Under SB-7, shops that sell to under-21 customers can be hit with civil penalties ranging from $400 to $6,000, as well as potential sales license revocation and additional fines from the State Board of Equalization. Additionally, SB-7 prohibits by-mail sales of “tobacco products” to customers under 21, meaning that companies that sell e-liquid to California customers are suddenly taking a bigger risk.

Analysis of Both Bills:

California’s Legislature decided to regulate vaping like smoking because (to the extent there was any rationale whatsoever) it looks a bit like smoking. But regulating vapor products like tobacco products because vaping looks like smoking makes about as much sense as requiring a driver’s license to play with Hot Wheels. But the Legislature’s motives become a bit more clear when one considers the fact that the phrase “tobacco product” appears 127 times in the California Revenue and Taxation Code. These bills are hollow moralist grandstanding combined with a good old fashioned money grab.
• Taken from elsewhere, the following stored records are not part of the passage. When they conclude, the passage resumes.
//! Pure snapshot text codec.
//!
//! The wire shape is a JSON object mapping each relative path to
//! `{ "revision": number|null, "data": <any> }`. Encoding is deterministic
//! for a given snapshot and mode; key order is the snapshot's iteration
//! order. Both pretty and compact output round-trip through [`decode`].

use crate::Snapshot;

/// Serializes the full snapshot, pretty-printed or compact.
pub fn encode(
    snapshot: &Snapshot,
    prettify: bool,
) -> serde_json::Result<String> {
    if prettify {
        serde_json::to_string_pretty(snapshot)
    } else {
        serde_json::to_string(snapshot)
    }
}

/// Parses snapshot text back into its in-memory form.
///
/// Fails when the text is not a JSON object of the expected shape. Missing
/// `revision` or `data` fields decode to `null`; import normalizes null
/// data to the empty payload rather than failing.
pub fn decode(text: &str) -> serde_json::Result<Snapshot> {
    serde_json::from_str(text)
}
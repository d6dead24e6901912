//! Event Router.
//!
//! Consumes the watcher event stream, translates every event into a store
//! operation, and re-emits the normalized notification stream. One router
//! per watcher attachment; the router task is the only event-driven store
//! mutator, so mutations apply strictly in delivery order.


use tokio::sync::mpsc;
use tokio::sync::oneshot;
use tokio::sync::watch;
use tracing::debug;
use tracing::error;
use tracing::trace;

use crate::Acknowledgment;
use crate::Classification;
use crate::Error;
use crate::Notification;
use crate::Reconciliation;
use crate::Result;
use crate::Revision;
use crate::SharedStore;
use crate::Subscribers;
use crate::WatchError;
use crate::WatchEvent;

/// Attachment lifecycle. `Ready` and `Failed` are terminal; a failed
/// attachment is never retried, a new one must be created.
#[derive(Clone, Copy, Debug, PartialEq, Eq)]
enum AttachmentState {
    Initializing,
    Ready,
    Failed,
}

pub(crate) struct Router {
    store: SharedStore,
    subscribers: Subscribers,
    events: mpsc::UnboundedReceiver<WatchEvent>,
    shutdown: watch::Receiver<()>,
    /// Resolves the startup waiter once the attachment reaches Ready or
    /// Failed.
    ready_tx: Option<oneshot::Sender<Result<()>>>,
    state: AttachmentState,
}

impl Router {
    pub(crate) fn new(
        store: SharedStore,
        subscribers: Subscribers,
        events: mpsc::UnboundedReceiver<WatchEvent>,
        shutdown: watch::Receiver<()>,
        ready_tx: oneshot::Sender<Result<()>>,
    ) -> Self {
        Self {
            store,
            subscribers,
            events,
            shutdown,
            ready_tx: Some(ready_tx),
            state: AttachmentState::Initializing,
        }
    }

    /// Main event processing loop. Returns when the shutdown signal fires,
    /// the event source hangs up, or the attachment fails.
    pub(crate) async fn run(mut self) -> Result<()> {
        loop {
            tokio::select! {
                // Use biased to ensure branch order
                biased;
                // P0: shutdown received
                _ = self.shutdown.changed() => {
                    debug!("router shutdown signal received");
                    return Ok(());
                }
                // P1: watcher events, in delivery order
                event = self.events.recv() => {
                    match event {
                        Some(event) => self.handle(event)?,
                        None => {
                            debug!("watcher event channel closed");
                            if let Some(tx) = self.ready_tx.take() {
                                let _ = tx.send(Err(WatchError::Closed.into()));
                            }
                            return Ok(());
                        }
                    }
                }
            }
        }
    }

    fn handle(
        &mut self,
        event: WatchEvent,
    ) -> Result<()> {
        trace!("routing {event:?}");
        match event {
            WatchEvent::Ready => {
                self.state = AttachmentState::Ready;
                self.subscribers.emit(Notification::Ready);
                if let Some(tx) = self.ready_tx.take() {
                    let _ = tx.send(Ok(()));
                }
                Ok(())
            }
            WatchEvent::Error(message) => {
                self.state = AttachmentState::Failed;
                error!("watcher reported error, closing attachment: {message}");
                if let Some(tx) = self.ready_tx.take() {
                    let _ = tx.send(Err(Error::Watch(WatchError::Attach(message.clone()))));
                }
                Err(WatchError::Attach(message).into())
            }
            WatchEvent::Add { path, revision } => {
                self.subscribers.emit(Notification::WatcherAdd {
                    path: path.clone(),
                    revision,
                });

                // Warm-start replay: before Ready, a path the loaded
                // snapshot already covers produces no notification.
                if self.state == AttachmentState::Initializing
                    && self.store.lock().classify(&path, revision) == Classification::Current
                {
                    trace!("suppressed replay of current path {path}");
                    return Ok(());
                }
                self.reconcile(path, revision);
                Ok(())
            }
            WatchEvent::Change { path, revision } => {
                self.subscribers.emit(Notification::WatcherChange {
                    path: path.clone(),
                    revision,
                });
                self.reconcile(path, revision);
                Ok(())
            }
            WatchEvent::Delete { path } => {
                self.subscribers.emit(Notification::WatcherDelete { path: path.clone() });
                if let Some(data) = self.store.lock().remove(&path) {
                    self.subscribers.emit(Notification::Remove { path, data });
                }
                Ok(())
            }
        }
    }

    fn reconcile(
        &self,
        path: String,
        revision: Revision,
    ) {
        let outcome = self.store.lock().reconcile(&path, revision);
        match outcome {
            Reconciliation::Created { data } => {
                self.subscribers.emit(Notification::Create { path, data });
            }
            Reconciliation::Expired { data } => {
                let ack = Acknowledgment::new(&self.store, &path, revision);
                self.subscribers.emit(Notification::Expired { path, data, ack });
            }
            Reconciliation::Current { data } => {
                let ack = Acknowledgment::new(&self.store, &path, revision);
                self.subscribers.emit(Notification::Current { path, data, ack });
            }
        }
    }
}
California voters, whether or not they vape, should be outraged. In a free society, the burden of proof should always be on the proponent of a law that seeks to restrict the behavior of adults. If the Legislature wants to regulate vaping like smoking, then it should be the Legislature’s burden to prove that vaping is, medically speaking, anything like smoking. Not only has the Legislature failed to meet its burden here, it hasn’t even tried. The rights of Californians are being chipped away, and the government isn’t even pretending to offer a reason why. But however ill-conceived these bills may be, vapor industry companies that do business in California would do well to learn the new rules of the road.